§ **Assignment**:
Word for word, copy every line of the data.

§ **Supplied material**:
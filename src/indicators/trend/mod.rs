pub mod ema;
pub mod sma;

pub use ema::ema_series;
pub use sma::sma_series;
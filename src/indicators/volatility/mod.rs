pub mod bollinger;

pub use bollinger::{bollinger_series, BollingerSeries};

§ **Solution to this exercise**:
filename src/indicators/trend/mod.rs
pub mod ema;
pub mod sma;

pub use ema::ema_series;
pub use sma::sma_series;
filename src/indicators/volatility/mod.rs
pub mod bollinger;

pub use bollinger::{bollinger_series, BollingerSeries};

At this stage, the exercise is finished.